----- EXTRACTED MATERIAL

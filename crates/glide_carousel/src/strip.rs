//! Triplicated item strip
//!
//! The rendered strip is the item list repeated three times. Physical slot
//! `p` shows item `p % N`; the middle copy `[N, 2N)` is where the strip rests.

/// A display record shown in a carousel card
pub trait CarouselItem {
    /// Stable identity of the record
    fn key(&self) -> &str;
}

impl CarouselItem for String {
    fn key(&self) -> &str {
        self
    }
}

impl CarouselItem for &'static str {
    fn key(&self) -> &str {
        self
    }
}

/// Number of copies rendered back-to-back
pub const COPIES: usize = 3;

/// Immutable item list rendered as three consecutive copies
#[derive(Debug, Clone)]
pub struct Strip<T> {
    items: Vec<T>,
}

impl<T> Strip<T> {
    pub fn new(items: Vec<T>) -> Self {
        Self { items }
    }

    /// Logical item count `N`
    pub fn len(&self) -> usize {
        self.items.len()
    }

    pub fn is_empty(&self) -> bool {
        self.items.is_empty()
    }

    /// Physical slot count `3N`
    pub fn slot_count(&self) -> usize {
        self.items.len() * COPIES
    }

    pub fn items(&self) -> &[T] {
        &self.items
    }

    /// Item index shown at `slot`
    pub fn item_index(&self, slot: usize) -> Option<usize> {
        (slot < self.slot_count()).then(|| slot % self.items.len())
    }

    /// Item shown at `slot`
    pub fn item_at(&self, slot: usize) -> Option<&T> {
        self.item_index(slot).map(|index| &self.items[index])
    }

    /// Every physical slot with its item, in render order
    pub fn slots(&self) -> impl Iterator<Item = (usize, &T)> + '_ {
        self.items
            .iter()
            .cycle()
            .take(self.slot_count())
            .enumerate()
    }

    /// Render every physical slot with `render`
    pub fn render_with<R>(&self, mut render: impl FnMut(usize, &T) -> R) -> Vec<R> {
        self.slots().map(|(slot, item)| render(slot, item)).collect()
    }
}

impl<T: CarouselItem> Strip<T> {
    /// Unique key of a physical slot, `"{item key}-{slot}"`
    pub fn slot_key(&self, slot: usize) -> Option<String> {
        self.item_at(slot)
            .map(|item| format!("{}-{}", item.key(), slot))
    }
}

----------

Whenever a line in the preceding entries includes the word "three", count it, and state the total alone.

2